▶ [Exercise brief]
Exact reproduction required: the lines below from the line with "checkout moves through" to the line with "fn fmt(&self, f: &mut", both ends included, and no others.

▶ [Stored data]
══════

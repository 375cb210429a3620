//! Checkout orchestration.
//!
//! A checkout moves through
//! `OrderRequested -> OrderCreated` (one call) and later
//! `PaymentClaimed -> SignatureVerified -> AccountResolved -> PurchaseRecorded -> SessionIssued`
//! (a second call). Nothing is written locally until the signature checks out,
//! and the purchase insert itself is the authoritative duplicate guard.

use std::fmt;

use thiserror::Error;
use time::OffsetDateTime;
use tracing::{debug, error, info, warn};

use crate::{
    auth::{
        dto::PublicUser,
        password::{hash_password, verify_password},
        repo_types::{NewUser, User},
        services::{checked_email, issue_session, present, present_secret, BAD_CREDENTIALS},
    },
    db::StoreError,
    error::AppError,
    payments::{
        dto::{CreateOrderRequest, VerifyPaymentRequest},
        gateway::{receipt_id, GatewayError, GatewayOrder, NewOrder},
        repo_types::{NewPurchase, Purchase},
    },
    state::AppState,
};

#[derive(Debug, Clone, Copy, PartialEq, Eq)]
pub enum CheckoutStage {
    OrderRequested,
    OrderCreated,
    PaymentClaimed,
    SignatureVerified,
    AccountResolved,
    PurchaseRecorded,
    SessionIssued,
}

impl fmt::Display for CheckoutStage {
    fn fmt(&self, f: &mut fmt::Formatter<'_>) -> fmt::Result {
        fmt::Debug::fmt(self, f)
    }
}

#[derive(Debug, Error)]
pub enum CheckoutError {
    #[error("{0}")]
    Invalid(&'static str),

    #[error("order creation failed")]
    OrderCreationFailed(#[source] GatewayError),

    #[error("payment signature invalid")]
    SignatureInvalid,

    #[error("returning buyer failed authentication")]
    ReturningBuyerUnauthenticated,

    #[error("course already purchased")]
    AlreadyPurchased,

    #[error("provisioning failed after {stage}")]
    ProvisioningFailed {
        stage: CheckoutStage,
        #[source]
        source: anyhow::Error,
    },
}

impl From<CheckoutError> for AppError {
    fn from(e: CheckoutError) -> Self {
        match e {
            CheckoutError::Invalid(msg) => AppError::Validation(msg.into()),
            CheckoutError::OrderCreationFailed(source) => AppError::Gateway(source.into()),
            CheckoutError::SignatureInvalid => {
                AppError::PaymentRejected("Payment verification failed".into())
            }
            CheckoutError::ReturningBuyerUnauthenticated => {
                AppError::Unauthorized(BAD_CREDENTIALS.into())
            }
            CheckoutError::AlreadyPurchased => {
                AppError::Conflict("Course already purchased".into())
            }
            e @ CheckoutError::ProvisioningFailed { .. } => AppError::Internal {
                public: "Payment verification failed",
                source: e.into(),
            },
        }
    }
}

fn failed_after(stage: CheckoutStage) -> impl FnOnce(StoreError) -> CheckoutError {
    move |e| CheckoutError::ProvisioningFailed {
        stage,
        source: e.into(),
    }
}

/// Gateway identifiers are signed as sent, so only blankness is rejected.
fn verbatim(value: Option<String>) -> Option<String> {
    value.filter(|v| !v.trim().is_empty())
}

fn positive_amount(amount: Option<f64>) -> Option<f64> {
    amount.filter(|a| a.is_finite() && *a > 0.0)
}

/// Validated completion callback.
#[derive(Debug, Clone)]
pub struct PaymentClaim {
    pub order_id: String,
    pub payment_id: String,
    pub signature: String,
    pub email: String,
    pub password: String,
    pub name: String,
    pub course_id: String,
    pub course_name: String,
    pub course_image: String,
    pub amount: f64,
}

impl TryFrom<VerifyPaymentRequest> for PaymentClaim {
    type Error = CheckoutError;

    fn try_from(req: VerifyPaymentRequest) -> Result<Self, Self::Error> {
        const MISSING: &str = "All payment, account and course fields are required";
        let (
            Some(order_id),
            Some(payment_id),
            Some(signature),
            Some(email),
            Some(password),
            Some(name),
            Some(course_id),
            Some(course_name),
            Some(course_image),
            Some(amount),
        ) = (
            verbatim(req.order_id),
            verbatim(req.payment_id),
            verbatim(req.signature),
            present(req.email),
            present_secret(req.password),
            present(req.name),
            present(req.course_id),
            present(req.course_name),
            present(req.course_image),
            positive_amount(req.amount),
        )
        else {
            return Err(CheckoutError::Invalid(MISSING));
        };
        Ok(Self {
            order_id,
            payment_id,
            signature,
            email,
            password,
            name,
            course_id,
            course_name,
            course_image,
            amount,
        })
    }
}

/// Outcome of a successful verification.
#[derive(Debug)]
pub struct Provisioned {
    pub token: String,
    pub user: PublicUser,
    pub purchase: Purchase,
}

pub async fn create_order(
    st: &AppState,
    req: CreateOrderRequest,
) -> Result<GatewayOrder, CheckoutError> {
    let (Some(amount), Some(course_id), Some(course_name)) = (
        positive_amount(req.amount),
        present(req.course_id),
        present(req.course_name),
    ) else {
        return Err(CheckoutError::Invalid(
            "Amount, courseId, and courseName are required",
        ));
    };
    debug!(stage = %CheckoutStage::OrderRequested, %course_id, amount);

    let now_millis = OffsetDateTime::now_utc().unix_timestamp_nanos() / 1_000_000;
    let order = st
        .gateway
        .create_order(NewOrder {
            amount,
            currency: st.config.gateway.currency.clone(),
            receipt: receipt_id(&course_id, now_millis),
            course_id: course_id.clone(),
            course_name,
        })
        .await
        .map_err(|e| {
            error!(error = %e, %course_id, "gateway order creation failed");
            CheckoutError::OrderCreationFailed(e)
        })?;

    debug!(stage = %CheckoutStage::OrderCreated, order_id = %order.id, %course_id);
    Ok(order)
}

pub async fn verify_and_provision(
    st: &AppState,
    claim: PaymentClaim,
) -> Result<Provisioned, CheckoutError> {
    debug!(
        stage = %CheckoutStage::PaymentClaimed,
        order_id = %claim.order_id,
        payment_id = %claim.payment_id,
        course_id = %claim.course_id,
    );

    if !st
        .gateway
        .verify_signature(&claim.order_id, &claim.payment_id, &claim.signature)
    {
        warn!(
            order_id = %claim.order_id,
            payment_id = %claim.payment_id,
            "payment signature mismatch"
        );
        return Err(CheckoutError::SignatureInvalid);
    }
    debug!(stage = %CheckoutStage::SignatureVerified, order_id = %claim.order_id);

    let email = checked_email(claim.email.clone())
        .map_err(|_| CheckoutError::Invalid("Invalid email"))?;
    let user = resolve_account(st, &email, &claim).await?;
    debug!(stage = %CheckoutStage::AccountResolved, user_id = %user.id);

    let purchase = record_purchase(st, &user, &claim).await?;
    debug!(stage = %CheckoutStage::PurchaseRecorded, purchase_id = %purchase.id);

    let (token, public) =
        issue_session(st, &user).map_err(|e| CheckoutError::ProvisioningFailed {
            stage: CheckoutStage::PurchaseRecorded,
            source: e.into(),
        })?;
    debug!(stage = %CheckoutStage::SessionIssued, user_id = %user.id);

    info!(
        user_id = %user.id,
        course_id = %purchase.course_id,
        order_id = %purchase.gateway_order_id,
        payment_id = %purchase.gateway_payment_id,
        "course purchased"
    );
    Ok(Provisioned {
        token,
        user: public,
        purchase,
    })
}

/// Existing account for `email`, or a fresh one bootstrapped from the claim.
async fn resolve_account(
    st: &AppState,
    email: &str,
    claim: &PaymentClaim,
) -> Result<User, CheckoutError> {
    let after = CheckoutStage::SignatureVerified;

    if let Some(existing) = st
        .users
        .find_by_email(email)
        .await
        .map_err(failed_after(after))?
    {
        return admit_returning_buyer(st, existing, &claim.password);
    }

    let password_hash = hash_password(&claim.password).map_err(|source| {
        CheckoutError::ProvisioningFailed {
            stage: after,
            source,
        }
    })?;
    match st
        .users
        .create(NewUser {
            email: email.to_string(),
            password_hash,
            name: claim.name.clone(),
        })
        .await
    {
        Ok(user) => {
            info!(user_id = %user.id, email = %user.email, "account created at checkout");
            Ok(user)
        }
        Err(StoreError::DuplicateKey) => {
            // A concurrent checkout or signup for the same email won the insert.
            let winner = st
                .users
                .find_by_email(email)
                .await
                .map_err(failed_after(after))?
                .ok_or_else(|| CheckoutError::ProvisioningFailed {
                    stage: after,
                    source: anyhow::anyhow!("user missing after duplicate email"),
                })?;
            admit_returning_buyer(st, winner, &claim.password)
        }
        Err(e) => Err(failed_after(after)(e)),
    }
}

fn admit_returning_buyer(
    st: &AppState,
    user: User,
    password: &str,
) -> Result<User, CheckoutError> {
    if !st.config.checkout.verify_returning_buyer {
        warn!(user_id = %user.id, "reusing existing account without re-authentication");
        return Ok(user);
    }

    let ok = verify_password(password, &user.password_hash).map_err(|source| {
        CheckoutError::ProvisioningFailed {
            stage: CheckoutStage::SignatureVerified,
            source,
        }
    })?;
    if ok {
        Ok(user)
    } else {
        warn!(user_id = %user.id, "checkout for existing account with wrong password");
        Err(CheckoutError::ReturningBuyerUnauthenticated)
    }
}

async fn record_purchase(
    st: &AppState,
    user: &User,
    claim: &PaymentClaim,
) -> Result<Purchase, CheckoutError> {
    let after = CheckoutStage::AccountResolved;

    if st
        .purchases
        .find_by_user_and_course(user.id, &claim.course_id)
        .await
        .map_err(failed_after(after))?
        .is_some()
    {
        warn!(user_id = %user.id, course_id = %claim.course_id, "course already purchased");
        return Err(CheckoutError::AlreadyPurchased);
    }

    match st
        .purchases
        .create(NewPurchase {
            user_id: user.id,
            course_id: claim.course_id.clone(),
            course_name: claim.course_name.clone(),
            course_image: claim.course_image.clone(),
            amount: claim.amount,
            gateway_order_id: claim.order_id.clone(),
            gateway_payment_id: claim.payment_id.clone(),
        })
        .await
    {
        Ok(p) => Ok(p),
        Err(StoreError::DuplicateKey) => {
            warn!(
                user_id = %user.id,
                course_id = %claim.course_id,
                payment_id = %claim.payment_id,
                "purchase rejected by uniqueness constraint"
            );
            Err(CheckoutError::AlreadyPurchased)
        }
        Err(e) => Err(failed_after(after)(e)),
    }
}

══════

▶ [Answer section]
//! A checkout moves through
//! `OrderRequested -> OrderCreated` (one call) and later
//! `PaymentClaimed -> SignatureVerified -> AccountResolved -> PurchaseRecorded -> SessionIssued`
//! (a second call). Nothing is written locally until the signature checks out,
//! and the purchase insert itself is the authoritative duplicate guard.

use std::fmt;

use thiserror::Error;
use time::OffsetDateTime;
use tracing::{debug, error, info, warn};

use crate::{
    auth::{
        dto::PublicUser,
        password::{hash_password, verify_password},
        repo_types::{NewUser, User},
        services::{checked_email, issue_session, present, present_secret, BAD_CREDENTIALS},
    },
    db::StoreError,
    error::AppError,
    payments::{
        dto::{CreateOrderRequest, VerifyPaymentRequest},
        gateway::{receipt_id, GatewayError, GatewayOrder, NewOrder},
        repo_types::{NewPurchase, Purchase},
    },
    state::AppState,
};

#[derive(Debug, Clone, Copy, PartialEq, Eq)]
pub enum CheckoutStage {
    OrderRequested,
    OrderCreated,
    PaymentClaimed,
    SignatureVerified,
    AccountResolved,
    PurchaseRecorded,
    SessionIssued,
}

impl fmt::Display for CheckoutStage {
    fn fmt(&self, f: &mut fmt::Formatter<'_>) -> fmt::Result {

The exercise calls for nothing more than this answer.